Je n’ai rien à vous dire que mon impatience de vos lettres, ma mauvaise humeur du mauvais temps.
J’ai écrit aujourd’hui à Matonchewitz et à Frédéric Pahlen, je les presse tous les deux de me dire quelque chose, et je les avertis assez clairement que mes fils pourraient vouloir traîner ; que ce qui n'a aucun inconvénient pour eux, parce que leur fortune est assurée, en a de très grands pour moi qui ne sais pas le premier mot de ce que sera ma fortune, & qui suis obligé de vivre en attendant dans un provisoire très pénible. Je crois avoir fort bien expliqué tout cela. Mais il me semble que je fais toujours des merveilles, et je ne vois rien avancer ; c’est plus qu’ennuyeux.

Jeudi 4 à 8 heures
Votre n°204 m’a donné de la joie personne n’a jamais su comme vous redire toujours la même chose sous une forme toujours nouvelle. Et il y a des lignes charmantes dans votre lettre, des paroles si pénétrantes, si douces. Je vous remercie de toute la lettre, et je vous remercie de toutes les lettres que vous me promettez et que je mérite pas le plaisir qu’elles me font, et par ma reconnaissance qui sait être si vive ! Il fait toujours froid, toujours laid. J'en marche davantage, mais je n’engraisse pas. Je me baigne. J’ai quelque idée que les bains ne me conviennent pas. Mais on n'ose pas avoir d'avis avec les médecins aussi absolus que le mien. Cependant si d'ici à huit jours je ne vais pas mieux. Je crois que je romprai avec le Médecin. Qu’est-ce que veut dire un mois de régime qui n’aboutit à rien ? Je me couche à 9 heures, je me lève à 6. Je dors mieux que je ne dormais à Paris dans les dernier temps, voilà ce que j'ai gagné, mais de l’embonpoint non. Et le médecin qui ne saura pas me procurer cela sera un sot.

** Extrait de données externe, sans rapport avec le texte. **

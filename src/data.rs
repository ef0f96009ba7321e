//! Manages the passive/active duality of the data channel and the
//! synchronous pairing of a control command with a data transfer.

use std::net::SocketAddr;
use tokio::io::AsyncWriteExt;
use tokio::net::{TcpListener, TcpStream};

use crate::response;

#[derive(Debug, thiserror::Error)]
pub enum DataChannelError {
    #[error("no data channel configured")]
    NotConfigured,
    #[error("data channel io error: {0}")]
    Io(#[from] std::io::Error),
}

enum Mode {
    Passive(TcpListener),
    Active(SocketAddr),
}

/// Owns at most one data-channel endpoint for a session: either a bound
/// passive listener (from PASV) or a remembered active address (from
/// PORT). Creating one replaces the other.
pub struct DataChannel {
    mode: Option<Mode>,
}

impl DataChannel {
    pub fn new() -> Self {
        Self { mode: None }
    }

    pub fn set_active(&mut self, addr: SocketAddr) {
        self.mode = Some(Mode::Active(addr));
    }

    pub fn set_passive(&mut self, listener: TcpListener) {
        self.mode = Some(Mode::Passive(listener));
    }

    /// True once a PASV listener exists (it is reused across commands
    /// across commands once bound.
    pub fn has_passive_listener(&self) -> bool {
        matches!(self.mode, Some(Mode::Passive(_)))
    }

    pub fn local_addr(&self) -> Option<SocketAddr> {
        match &self.mode {
            Some(Mode::Passive(listener)) => listener.local_addr().ok(),
            _ => None,
        }
    }

    /// Opens the one-shot data connection for the current command: accepts
    /// in passive mode, dials out in active mode.
    pub async fn dial(&mut self) -> Result<TcpStream, DataChannelError> {
        match &self.mode {
            Some(Mode::Passive(listener)) => {
                let (stream, _) = listener.accept().await?;
                Ok(stream)
            }
            Some(Mode::Active(addr)) => {
                let stream = TcpStream::connect(addr).await?;
                Ok(stream)
            }
            None => Err(DataChannelError::NotConfigured),
        }
    }

    /// Dials, writes the whole buffer, closes, and maps the outcome to the
    /// final reply string for LIST/NLST.
    pub async fn write_bytes(&mut self, buf: &[u8]) -> &'static str {
        let mut stream = match self.dial().await {
            Ok(stream) => stream,
            Err(_) => return response::CANT_OPEN_DATA,
        };
        if stream.write_all(buf).await.is_err() {
            return response::TRANSFER_ABORTED;
        }
        let _ = stream.shutdown().await;
        response::CLOSING_DATA
    }
}

impl Default for DataChannel {
    fn default() -> Self {
        Self::new()
    }
}

#[cfg(test)]
mod tests {
    use super::*;
    use tokio::io::AsyncReadExt;

    #[tokio::test]
    async fn write_bytes_without_channel_reports_cant_open() {
        let mut dc = DataChannel::new();
        assert_eq!(dc.write_bytes(b"hi").await, response::CANT_OPEN_DATA);
    }

    #[tokio::test]
    async fn passive_dial_delivers_bytes_to_peer() {
        let listener = TcpListener::bind("127.0.0.1:0").await.unwrap();
        let addr = listener.local_addr().unwrap();
        let mut dc = DataChannel::new();
        dc.set_passive(listener);

        let client = tokio::spawn(async move {
            let mut stream = TcpStream::connect(addr).await.unwrap();
            let mut buf = Vec::new();
            stream.read_to_end(&mut buf).await.unwrap();
            buf
        });

        let code = dc.write_bytes(b"payload").await;
        assert_eq!(code, response::CLOSING_DATA);
        assert_eq!(client.await.unwrap(), b"payload");
    }
}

Le journal de Francfort renferme des commentaires sur le rapport de M. Jouffroy qui sont très bien et très vrais. Lisez cela parce que cela vient de source. Je suis même un peu surprise que nous ayons là quelqu'un d’aussi bien renseigné. Il faut qu’on ait muni à tout événement notre ministre de documents étrangers aux affaires qu'il a à traiter à la Diète. Le grand duc doit être arrivé hier à Petersbourg. Cela pourrait faire époque pour moi si je n’étais payée pour ne plus croire à rien. Ce pauvre grand Duc a éprouvé bien des pertes à Rome. Son chirurgien y est mort très peu de temps avant mon mari. Plus tard son valet de Chambre de confiance qui ne l'avait jamais quitté depuis son enfance. Et tout à l’heure son jeune camarade le comte Wulhomsky élevé avec lui et avec lequel il était entièrement lié. Tout cela mort à Rome. Ce jeune homme était tombé malade pendant que le grand Duc y était encore et n’avait plus été en état de le suivre.

5 heures.
Voici votre petit mot 205. Je ne savais pas que vous attendrez mes lettres comme moi j'attends les vôtres. Puisque vous le voulez vous les aurez tous les jours, mais quelles tristes lettres que les miennes ! Si j’allais vous ennuyer ! Car enfin je ne vous parle que de moi, Et si c'était moi florissante avec des bras, à la bonne heure. Mais moi comme vous m'avez vue ! Ah mon Dieu ! Vous me rendrez bien curieuse de la discussion sur l'Orient. Adieu. Adieu mille fois adieu, From the bottom of my heart.